[Collected data]
□ □ □
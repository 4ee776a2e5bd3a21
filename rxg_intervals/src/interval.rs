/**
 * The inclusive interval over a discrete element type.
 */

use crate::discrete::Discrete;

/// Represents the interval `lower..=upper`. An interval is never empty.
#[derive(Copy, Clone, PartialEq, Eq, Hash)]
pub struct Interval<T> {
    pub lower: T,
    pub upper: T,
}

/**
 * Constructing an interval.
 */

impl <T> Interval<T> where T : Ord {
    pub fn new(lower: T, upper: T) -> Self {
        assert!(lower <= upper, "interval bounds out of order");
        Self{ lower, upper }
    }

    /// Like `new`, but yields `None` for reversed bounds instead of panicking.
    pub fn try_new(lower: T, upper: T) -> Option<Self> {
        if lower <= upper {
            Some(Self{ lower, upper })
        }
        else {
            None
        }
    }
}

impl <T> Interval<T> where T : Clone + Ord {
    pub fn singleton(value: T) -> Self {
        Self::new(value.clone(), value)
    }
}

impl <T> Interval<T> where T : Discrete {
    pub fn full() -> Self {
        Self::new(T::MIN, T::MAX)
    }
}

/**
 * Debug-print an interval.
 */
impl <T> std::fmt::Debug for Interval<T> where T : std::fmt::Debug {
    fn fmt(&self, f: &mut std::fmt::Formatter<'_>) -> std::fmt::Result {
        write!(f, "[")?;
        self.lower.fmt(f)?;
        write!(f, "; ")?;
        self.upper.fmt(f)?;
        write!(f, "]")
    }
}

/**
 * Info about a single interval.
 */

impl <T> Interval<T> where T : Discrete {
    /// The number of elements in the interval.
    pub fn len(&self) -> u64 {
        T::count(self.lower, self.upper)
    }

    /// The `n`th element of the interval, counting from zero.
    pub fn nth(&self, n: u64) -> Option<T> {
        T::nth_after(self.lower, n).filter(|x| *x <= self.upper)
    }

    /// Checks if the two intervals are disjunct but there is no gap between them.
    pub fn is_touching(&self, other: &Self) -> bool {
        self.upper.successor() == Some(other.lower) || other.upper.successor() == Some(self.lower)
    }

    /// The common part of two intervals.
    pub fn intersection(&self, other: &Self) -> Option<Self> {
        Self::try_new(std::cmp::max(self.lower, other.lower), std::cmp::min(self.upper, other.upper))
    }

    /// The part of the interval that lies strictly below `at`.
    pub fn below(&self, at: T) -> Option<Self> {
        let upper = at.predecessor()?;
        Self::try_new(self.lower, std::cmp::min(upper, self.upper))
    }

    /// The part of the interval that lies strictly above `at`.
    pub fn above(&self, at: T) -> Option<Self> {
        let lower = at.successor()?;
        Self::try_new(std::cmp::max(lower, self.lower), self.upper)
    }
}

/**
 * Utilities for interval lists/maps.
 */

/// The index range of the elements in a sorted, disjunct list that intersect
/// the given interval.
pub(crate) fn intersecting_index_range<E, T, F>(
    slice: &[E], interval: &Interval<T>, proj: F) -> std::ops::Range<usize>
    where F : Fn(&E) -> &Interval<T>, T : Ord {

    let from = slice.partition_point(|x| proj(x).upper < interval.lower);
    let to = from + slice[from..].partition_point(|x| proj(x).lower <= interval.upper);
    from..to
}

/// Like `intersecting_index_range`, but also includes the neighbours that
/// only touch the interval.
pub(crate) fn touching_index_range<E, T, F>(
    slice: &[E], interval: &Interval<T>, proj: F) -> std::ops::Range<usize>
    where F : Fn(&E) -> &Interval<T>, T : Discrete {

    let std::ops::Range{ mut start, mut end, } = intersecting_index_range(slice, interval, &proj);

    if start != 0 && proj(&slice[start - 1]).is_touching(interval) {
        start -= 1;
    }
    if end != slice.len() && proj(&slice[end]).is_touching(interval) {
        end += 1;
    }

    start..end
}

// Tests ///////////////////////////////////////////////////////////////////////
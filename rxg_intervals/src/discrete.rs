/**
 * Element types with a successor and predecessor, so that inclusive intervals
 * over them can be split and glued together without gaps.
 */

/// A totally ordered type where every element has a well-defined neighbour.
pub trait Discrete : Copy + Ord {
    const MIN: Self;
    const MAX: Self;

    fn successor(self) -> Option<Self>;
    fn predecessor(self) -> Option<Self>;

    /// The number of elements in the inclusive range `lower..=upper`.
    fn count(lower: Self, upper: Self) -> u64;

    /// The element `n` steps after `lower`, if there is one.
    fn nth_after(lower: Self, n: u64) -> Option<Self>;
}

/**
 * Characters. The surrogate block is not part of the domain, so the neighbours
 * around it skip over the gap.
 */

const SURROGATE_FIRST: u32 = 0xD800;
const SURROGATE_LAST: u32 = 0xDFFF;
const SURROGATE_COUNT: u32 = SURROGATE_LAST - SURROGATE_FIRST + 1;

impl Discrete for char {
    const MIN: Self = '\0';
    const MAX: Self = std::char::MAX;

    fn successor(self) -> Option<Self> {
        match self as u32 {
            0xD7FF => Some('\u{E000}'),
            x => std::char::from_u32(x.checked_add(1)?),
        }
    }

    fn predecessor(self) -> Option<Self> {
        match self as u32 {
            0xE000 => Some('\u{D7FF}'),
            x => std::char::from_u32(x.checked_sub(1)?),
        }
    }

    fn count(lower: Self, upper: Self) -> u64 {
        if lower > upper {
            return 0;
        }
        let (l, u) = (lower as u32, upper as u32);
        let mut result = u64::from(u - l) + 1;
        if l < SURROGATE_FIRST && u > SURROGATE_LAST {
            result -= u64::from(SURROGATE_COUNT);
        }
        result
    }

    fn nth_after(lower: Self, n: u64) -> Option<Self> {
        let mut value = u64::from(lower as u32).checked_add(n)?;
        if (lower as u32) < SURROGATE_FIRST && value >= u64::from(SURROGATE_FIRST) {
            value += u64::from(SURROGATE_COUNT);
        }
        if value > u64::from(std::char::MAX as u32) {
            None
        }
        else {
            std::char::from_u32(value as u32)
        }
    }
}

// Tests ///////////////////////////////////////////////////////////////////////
□ □ □
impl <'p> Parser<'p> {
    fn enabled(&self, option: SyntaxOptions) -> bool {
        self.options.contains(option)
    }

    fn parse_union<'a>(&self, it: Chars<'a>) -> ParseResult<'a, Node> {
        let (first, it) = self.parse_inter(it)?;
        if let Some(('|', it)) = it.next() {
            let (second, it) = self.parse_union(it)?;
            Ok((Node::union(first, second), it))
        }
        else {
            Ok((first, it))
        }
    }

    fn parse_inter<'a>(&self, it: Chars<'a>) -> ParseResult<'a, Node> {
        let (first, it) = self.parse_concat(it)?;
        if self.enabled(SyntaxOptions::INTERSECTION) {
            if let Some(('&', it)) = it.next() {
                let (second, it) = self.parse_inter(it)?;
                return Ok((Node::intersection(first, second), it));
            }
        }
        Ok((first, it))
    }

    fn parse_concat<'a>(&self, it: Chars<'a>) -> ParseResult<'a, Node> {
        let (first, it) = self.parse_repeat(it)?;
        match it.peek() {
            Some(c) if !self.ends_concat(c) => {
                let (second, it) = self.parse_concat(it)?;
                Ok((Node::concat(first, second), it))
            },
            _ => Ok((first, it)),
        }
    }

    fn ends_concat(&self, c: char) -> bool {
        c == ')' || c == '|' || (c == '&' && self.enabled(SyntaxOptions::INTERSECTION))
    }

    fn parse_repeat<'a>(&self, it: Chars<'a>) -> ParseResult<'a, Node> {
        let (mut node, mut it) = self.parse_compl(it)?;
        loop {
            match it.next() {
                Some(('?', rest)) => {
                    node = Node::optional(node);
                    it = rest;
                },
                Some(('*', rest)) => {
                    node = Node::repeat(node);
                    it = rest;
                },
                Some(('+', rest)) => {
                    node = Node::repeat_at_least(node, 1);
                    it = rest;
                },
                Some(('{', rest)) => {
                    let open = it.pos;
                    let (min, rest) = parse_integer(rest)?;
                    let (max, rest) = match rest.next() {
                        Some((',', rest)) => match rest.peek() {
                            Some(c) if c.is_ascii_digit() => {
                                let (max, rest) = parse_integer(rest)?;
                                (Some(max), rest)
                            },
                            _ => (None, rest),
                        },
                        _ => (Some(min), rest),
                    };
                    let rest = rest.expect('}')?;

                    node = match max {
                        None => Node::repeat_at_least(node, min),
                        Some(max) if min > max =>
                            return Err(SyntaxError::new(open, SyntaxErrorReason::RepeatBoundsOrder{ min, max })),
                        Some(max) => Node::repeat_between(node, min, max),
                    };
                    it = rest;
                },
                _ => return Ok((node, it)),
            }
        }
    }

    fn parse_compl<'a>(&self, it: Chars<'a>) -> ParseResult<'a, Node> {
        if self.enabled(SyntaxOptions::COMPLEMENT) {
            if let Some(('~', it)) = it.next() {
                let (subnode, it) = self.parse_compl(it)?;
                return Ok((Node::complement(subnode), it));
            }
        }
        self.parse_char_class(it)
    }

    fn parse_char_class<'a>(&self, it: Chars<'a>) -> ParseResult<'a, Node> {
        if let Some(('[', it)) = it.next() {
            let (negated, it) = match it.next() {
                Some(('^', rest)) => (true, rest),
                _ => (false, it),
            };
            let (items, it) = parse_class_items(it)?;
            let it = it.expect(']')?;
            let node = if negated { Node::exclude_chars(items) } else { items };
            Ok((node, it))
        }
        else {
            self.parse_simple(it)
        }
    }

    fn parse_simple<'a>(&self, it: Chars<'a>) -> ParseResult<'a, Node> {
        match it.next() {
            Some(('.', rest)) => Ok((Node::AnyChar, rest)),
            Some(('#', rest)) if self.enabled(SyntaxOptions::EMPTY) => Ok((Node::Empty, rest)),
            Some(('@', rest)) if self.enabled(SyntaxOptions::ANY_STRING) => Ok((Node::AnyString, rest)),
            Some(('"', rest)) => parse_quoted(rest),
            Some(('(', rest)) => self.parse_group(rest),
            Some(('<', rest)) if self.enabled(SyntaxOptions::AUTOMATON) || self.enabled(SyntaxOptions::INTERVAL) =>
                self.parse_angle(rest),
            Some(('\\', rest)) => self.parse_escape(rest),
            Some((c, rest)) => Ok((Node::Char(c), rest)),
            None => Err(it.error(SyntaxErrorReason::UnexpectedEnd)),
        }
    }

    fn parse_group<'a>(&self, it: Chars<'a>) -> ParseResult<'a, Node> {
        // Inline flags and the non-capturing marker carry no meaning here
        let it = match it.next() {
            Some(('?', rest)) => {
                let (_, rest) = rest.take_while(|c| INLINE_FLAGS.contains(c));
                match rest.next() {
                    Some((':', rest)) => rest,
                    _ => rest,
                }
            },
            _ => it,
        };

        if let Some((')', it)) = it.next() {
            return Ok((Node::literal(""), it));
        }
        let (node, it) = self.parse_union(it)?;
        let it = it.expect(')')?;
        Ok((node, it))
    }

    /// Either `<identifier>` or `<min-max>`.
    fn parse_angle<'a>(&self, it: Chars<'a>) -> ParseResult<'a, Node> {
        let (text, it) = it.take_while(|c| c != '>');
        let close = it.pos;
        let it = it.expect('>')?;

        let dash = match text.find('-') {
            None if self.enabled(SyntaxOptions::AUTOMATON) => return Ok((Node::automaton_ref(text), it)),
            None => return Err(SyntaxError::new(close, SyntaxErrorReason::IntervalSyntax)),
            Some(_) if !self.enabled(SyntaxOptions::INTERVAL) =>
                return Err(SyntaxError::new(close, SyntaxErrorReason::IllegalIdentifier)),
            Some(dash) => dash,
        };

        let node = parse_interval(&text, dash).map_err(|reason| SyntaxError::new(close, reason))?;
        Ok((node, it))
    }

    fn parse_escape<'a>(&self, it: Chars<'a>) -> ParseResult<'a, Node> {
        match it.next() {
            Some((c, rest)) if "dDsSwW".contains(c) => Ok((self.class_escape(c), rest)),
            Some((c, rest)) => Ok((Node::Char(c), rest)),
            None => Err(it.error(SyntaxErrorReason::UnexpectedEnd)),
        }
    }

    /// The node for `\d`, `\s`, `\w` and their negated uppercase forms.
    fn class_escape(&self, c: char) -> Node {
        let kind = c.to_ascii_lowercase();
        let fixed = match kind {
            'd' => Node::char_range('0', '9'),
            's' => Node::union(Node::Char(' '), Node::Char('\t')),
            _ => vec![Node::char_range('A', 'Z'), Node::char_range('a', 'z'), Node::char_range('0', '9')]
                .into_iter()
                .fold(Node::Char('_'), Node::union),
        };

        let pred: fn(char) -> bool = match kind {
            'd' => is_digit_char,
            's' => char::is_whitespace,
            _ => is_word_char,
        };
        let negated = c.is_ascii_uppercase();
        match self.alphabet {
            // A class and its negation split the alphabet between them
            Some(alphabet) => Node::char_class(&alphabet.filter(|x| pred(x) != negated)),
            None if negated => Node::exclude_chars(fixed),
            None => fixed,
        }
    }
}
□ □ □
# THE PROBLEM:
Only the lines above from the line containing "fn successor(self) -> Option<Self>;" through the line containing "there is one." should be retyped, exactly and with both ends included.

# RESULT BELOW:
    fn successor(self) -> Option<Self>;
    fn predecessor(self) -> Option<Self>;

    /// The number of elements in the inclusive range `lower..=upper`.
    fn count(lower: Self, upper: Self) -> u64;

    /// The element `n` steps after `lower`, if there is one.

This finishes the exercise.